* [Material provided]

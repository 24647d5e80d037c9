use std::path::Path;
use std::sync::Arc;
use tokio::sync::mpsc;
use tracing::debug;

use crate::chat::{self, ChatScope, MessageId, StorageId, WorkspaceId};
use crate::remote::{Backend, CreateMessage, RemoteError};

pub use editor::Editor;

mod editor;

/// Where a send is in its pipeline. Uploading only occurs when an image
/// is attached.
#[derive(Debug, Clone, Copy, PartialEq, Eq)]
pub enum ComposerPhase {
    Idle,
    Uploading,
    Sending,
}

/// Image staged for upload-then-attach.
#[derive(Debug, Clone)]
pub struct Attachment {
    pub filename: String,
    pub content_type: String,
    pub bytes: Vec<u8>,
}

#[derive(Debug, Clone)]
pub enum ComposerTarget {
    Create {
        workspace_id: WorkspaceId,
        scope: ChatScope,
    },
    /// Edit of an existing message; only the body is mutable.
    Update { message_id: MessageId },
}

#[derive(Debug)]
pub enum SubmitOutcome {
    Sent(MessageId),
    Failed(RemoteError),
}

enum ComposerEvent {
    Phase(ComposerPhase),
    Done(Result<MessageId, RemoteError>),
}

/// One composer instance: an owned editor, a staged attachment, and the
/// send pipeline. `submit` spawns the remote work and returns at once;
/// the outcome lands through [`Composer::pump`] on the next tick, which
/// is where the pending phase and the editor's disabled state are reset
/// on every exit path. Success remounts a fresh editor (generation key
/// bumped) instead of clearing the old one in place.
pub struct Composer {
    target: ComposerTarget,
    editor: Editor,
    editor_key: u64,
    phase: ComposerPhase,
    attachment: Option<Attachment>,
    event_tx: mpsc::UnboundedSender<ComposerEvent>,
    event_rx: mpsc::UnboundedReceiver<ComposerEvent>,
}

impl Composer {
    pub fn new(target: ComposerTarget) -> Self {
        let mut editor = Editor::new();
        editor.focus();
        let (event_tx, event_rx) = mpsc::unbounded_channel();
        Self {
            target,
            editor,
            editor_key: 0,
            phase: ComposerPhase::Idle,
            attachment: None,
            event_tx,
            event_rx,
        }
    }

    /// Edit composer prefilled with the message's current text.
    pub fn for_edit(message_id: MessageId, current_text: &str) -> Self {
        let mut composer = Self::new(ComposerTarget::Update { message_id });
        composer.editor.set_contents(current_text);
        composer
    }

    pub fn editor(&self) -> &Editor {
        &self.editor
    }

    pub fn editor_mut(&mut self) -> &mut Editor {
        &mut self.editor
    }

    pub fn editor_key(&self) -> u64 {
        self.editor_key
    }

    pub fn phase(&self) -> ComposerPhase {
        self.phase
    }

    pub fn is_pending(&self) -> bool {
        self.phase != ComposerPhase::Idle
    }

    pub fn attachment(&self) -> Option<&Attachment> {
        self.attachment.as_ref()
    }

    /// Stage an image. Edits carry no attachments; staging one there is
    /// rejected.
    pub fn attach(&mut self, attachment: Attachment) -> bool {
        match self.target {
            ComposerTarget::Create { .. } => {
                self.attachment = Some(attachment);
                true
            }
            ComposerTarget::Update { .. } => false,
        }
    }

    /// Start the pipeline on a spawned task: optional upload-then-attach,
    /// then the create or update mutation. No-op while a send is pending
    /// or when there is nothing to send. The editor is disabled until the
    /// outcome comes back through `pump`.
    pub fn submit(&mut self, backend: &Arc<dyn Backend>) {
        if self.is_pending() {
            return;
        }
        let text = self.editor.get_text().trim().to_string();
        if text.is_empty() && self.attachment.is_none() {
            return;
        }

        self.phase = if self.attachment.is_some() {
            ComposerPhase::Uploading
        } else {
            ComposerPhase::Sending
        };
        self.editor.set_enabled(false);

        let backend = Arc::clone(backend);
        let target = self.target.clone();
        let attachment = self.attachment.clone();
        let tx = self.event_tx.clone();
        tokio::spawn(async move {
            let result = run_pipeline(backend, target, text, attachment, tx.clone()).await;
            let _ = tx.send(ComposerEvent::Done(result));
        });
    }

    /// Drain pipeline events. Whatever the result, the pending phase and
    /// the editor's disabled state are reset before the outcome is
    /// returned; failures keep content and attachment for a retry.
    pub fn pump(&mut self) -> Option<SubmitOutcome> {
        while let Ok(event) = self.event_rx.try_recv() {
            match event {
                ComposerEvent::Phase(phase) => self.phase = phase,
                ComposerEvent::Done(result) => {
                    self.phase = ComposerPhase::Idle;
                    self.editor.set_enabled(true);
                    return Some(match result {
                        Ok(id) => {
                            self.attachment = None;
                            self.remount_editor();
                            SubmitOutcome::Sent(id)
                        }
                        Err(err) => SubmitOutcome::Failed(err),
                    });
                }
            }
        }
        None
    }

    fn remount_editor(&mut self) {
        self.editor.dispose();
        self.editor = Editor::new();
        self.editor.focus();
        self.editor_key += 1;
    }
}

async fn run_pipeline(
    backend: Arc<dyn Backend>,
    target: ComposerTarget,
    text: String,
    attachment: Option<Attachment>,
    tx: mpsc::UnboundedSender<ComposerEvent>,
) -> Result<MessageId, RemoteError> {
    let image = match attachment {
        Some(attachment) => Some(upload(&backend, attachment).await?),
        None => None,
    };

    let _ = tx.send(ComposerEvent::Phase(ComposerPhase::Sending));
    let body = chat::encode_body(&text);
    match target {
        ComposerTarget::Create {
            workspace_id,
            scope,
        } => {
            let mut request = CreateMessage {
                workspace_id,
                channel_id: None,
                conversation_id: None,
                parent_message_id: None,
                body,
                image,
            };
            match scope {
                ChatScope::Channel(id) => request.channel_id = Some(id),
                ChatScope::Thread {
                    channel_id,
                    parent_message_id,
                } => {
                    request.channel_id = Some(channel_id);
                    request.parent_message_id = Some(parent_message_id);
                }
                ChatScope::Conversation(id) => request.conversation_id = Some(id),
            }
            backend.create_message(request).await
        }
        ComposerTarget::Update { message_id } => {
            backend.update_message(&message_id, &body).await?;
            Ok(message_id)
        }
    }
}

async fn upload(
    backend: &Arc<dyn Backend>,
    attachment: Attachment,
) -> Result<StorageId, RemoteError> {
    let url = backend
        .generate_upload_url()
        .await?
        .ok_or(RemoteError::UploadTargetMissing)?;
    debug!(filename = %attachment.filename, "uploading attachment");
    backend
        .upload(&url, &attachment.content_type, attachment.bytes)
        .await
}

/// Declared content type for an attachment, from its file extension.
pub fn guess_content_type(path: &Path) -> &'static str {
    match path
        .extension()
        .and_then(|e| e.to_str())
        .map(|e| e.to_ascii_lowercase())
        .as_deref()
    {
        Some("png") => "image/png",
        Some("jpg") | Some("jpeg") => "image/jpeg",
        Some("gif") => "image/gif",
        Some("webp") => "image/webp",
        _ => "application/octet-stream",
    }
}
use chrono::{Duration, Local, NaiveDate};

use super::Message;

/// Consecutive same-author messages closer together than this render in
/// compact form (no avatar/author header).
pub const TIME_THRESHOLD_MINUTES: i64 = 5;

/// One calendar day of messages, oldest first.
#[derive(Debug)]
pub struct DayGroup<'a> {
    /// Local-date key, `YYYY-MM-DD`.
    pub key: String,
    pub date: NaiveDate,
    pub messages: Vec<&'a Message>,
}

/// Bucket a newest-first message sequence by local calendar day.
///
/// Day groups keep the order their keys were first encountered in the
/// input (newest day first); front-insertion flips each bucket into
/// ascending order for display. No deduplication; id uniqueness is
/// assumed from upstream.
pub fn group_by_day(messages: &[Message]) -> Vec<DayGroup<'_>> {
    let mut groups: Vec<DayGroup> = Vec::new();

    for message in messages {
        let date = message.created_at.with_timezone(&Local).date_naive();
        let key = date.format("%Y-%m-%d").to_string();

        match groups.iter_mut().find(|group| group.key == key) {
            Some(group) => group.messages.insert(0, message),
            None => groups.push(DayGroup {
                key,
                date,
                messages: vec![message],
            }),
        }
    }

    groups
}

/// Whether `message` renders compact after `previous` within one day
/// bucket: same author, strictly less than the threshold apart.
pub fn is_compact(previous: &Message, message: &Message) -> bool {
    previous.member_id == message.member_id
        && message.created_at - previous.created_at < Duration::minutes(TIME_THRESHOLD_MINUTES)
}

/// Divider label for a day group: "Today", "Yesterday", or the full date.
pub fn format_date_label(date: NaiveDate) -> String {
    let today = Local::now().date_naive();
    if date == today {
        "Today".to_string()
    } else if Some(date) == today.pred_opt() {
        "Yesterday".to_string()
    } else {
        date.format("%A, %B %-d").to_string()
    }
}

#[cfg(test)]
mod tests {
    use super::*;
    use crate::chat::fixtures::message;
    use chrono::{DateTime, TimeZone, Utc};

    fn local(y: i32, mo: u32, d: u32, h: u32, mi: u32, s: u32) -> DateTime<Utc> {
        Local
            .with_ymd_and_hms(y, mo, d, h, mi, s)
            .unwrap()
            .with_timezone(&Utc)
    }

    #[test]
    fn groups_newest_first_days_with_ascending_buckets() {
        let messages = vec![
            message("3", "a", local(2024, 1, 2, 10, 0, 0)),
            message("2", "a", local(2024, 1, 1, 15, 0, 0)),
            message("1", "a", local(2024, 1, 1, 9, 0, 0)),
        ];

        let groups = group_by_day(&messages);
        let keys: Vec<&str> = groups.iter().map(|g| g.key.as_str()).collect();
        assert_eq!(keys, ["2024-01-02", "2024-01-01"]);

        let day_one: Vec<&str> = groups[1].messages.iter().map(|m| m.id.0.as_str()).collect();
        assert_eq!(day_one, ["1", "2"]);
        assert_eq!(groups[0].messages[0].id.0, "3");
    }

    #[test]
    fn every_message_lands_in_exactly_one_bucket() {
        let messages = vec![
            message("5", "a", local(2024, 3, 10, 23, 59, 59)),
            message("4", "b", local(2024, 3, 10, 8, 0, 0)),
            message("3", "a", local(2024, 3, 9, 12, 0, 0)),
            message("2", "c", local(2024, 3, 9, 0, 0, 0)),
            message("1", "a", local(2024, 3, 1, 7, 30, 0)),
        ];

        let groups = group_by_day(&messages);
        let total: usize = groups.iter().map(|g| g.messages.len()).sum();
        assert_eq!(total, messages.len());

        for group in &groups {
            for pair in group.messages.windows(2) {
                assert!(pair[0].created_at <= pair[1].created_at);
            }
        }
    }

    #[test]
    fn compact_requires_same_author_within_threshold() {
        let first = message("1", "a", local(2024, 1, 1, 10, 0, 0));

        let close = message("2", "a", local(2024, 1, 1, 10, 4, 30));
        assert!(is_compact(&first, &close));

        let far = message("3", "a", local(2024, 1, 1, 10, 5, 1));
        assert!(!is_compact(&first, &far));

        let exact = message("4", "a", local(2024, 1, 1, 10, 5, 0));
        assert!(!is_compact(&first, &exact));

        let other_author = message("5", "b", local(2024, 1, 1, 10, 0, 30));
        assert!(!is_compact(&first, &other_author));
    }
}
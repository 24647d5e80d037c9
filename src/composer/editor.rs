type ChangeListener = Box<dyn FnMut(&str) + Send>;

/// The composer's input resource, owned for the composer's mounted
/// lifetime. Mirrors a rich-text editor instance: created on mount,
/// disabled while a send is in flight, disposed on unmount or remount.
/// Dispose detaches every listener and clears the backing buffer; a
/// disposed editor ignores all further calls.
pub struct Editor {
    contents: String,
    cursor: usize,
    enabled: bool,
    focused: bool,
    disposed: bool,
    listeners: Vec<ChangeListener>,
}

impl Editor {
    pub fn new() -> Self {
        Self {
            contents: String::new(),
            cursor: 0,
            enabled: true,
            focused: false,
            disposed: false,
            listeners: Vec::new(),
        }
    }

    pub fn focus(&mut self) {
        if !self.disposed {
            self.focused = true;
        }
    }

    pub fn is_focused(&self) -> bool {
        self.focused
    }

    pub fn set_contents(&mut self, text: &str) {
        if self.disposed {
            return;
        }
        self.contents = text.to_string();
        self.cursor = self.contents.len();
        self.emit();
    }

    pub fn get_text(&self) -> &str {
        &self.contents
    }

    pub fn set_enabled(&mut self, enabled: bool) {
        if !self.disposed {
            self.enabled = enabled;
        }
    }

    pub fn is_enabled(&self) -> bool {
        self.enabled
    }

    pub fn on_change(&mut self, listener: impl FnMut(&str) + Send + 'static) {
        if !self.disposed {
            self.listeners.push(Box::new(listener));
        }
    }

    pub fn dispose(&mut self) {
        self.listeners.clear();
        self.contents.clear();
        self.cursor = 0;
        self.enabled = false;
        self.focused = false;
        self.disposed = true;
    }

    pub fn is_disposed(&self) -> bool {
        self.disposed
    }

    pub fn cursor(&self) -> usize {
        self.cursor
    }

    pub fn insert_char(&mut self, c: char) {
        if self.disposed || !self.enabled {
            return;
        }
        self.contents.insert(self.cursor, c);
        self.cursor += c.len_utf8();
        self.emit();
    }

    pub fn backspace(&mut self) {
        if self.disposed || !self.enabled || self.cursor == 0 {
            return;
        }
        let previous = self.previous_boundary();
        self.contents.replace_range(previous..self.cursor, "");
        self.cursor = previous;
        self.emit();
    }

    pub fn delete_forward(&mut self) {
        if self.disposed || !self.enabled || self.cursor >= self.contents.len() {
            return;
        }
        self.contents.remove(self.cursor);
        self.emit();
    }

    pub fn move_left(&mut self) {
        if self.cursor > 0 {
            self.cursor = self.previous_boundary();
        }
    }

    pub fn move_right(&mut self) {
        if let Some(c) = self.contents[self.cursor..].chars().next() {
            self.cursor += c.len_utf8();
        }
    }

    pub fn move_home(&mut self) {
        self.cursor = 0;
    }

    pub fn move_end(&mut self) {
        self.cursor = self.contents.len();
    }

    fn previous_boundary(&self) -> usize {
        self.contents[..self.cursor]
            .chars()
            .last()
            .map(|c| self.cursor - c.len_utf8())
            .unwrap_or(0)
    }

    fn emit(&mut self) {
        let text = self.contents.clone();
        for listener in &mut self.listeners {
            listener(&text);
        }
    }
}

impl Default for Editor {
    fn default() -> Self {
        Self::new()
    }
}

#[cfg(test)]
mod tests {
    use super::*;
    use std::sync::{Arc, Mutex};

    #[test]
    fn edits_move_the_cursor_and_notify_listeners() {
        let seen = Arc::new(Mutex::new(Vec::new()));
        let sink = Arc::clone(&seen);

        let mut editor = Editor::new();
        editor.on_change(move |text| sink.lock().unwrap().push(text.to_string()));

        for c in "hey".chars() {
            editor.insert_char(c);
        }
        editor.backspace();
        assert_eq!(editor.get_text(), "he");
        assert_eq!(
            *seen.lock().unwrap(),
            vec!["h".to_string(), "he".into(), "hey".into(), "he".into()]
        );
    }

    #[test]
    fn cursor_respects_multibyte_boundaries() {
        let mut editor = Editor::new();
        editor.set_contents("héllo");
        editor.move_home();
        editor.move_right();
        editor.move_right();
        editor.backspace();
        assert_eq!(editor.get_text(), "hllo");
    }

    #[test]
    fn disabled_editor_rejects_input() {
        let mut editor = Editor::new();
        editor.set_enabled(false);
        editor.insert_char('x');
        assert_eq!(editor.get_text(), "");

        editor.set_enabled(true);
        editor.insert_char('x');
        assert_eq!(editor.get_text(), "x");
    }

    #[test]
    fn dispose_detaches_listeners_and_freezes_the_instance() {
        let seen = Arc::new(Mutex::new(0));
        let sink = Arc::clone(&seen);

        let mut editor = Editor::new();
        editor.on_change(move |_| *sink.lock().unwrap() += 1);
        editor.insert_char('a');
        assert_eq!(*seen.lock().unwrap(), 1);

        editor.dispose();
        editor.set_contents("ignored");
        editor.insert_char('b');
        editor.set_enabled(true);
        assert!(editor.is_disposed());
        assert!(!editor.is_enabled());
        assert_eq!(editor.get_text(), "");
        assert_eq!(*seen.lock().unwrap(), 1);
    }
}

* [Your task] Go through the records above and, whenever a line includes the word "total", copy it.

* [Answer space]
        let total: usize = groups.iter().map(|g| g.messages.len()).sum();
        assert_eq!(total, messages.len());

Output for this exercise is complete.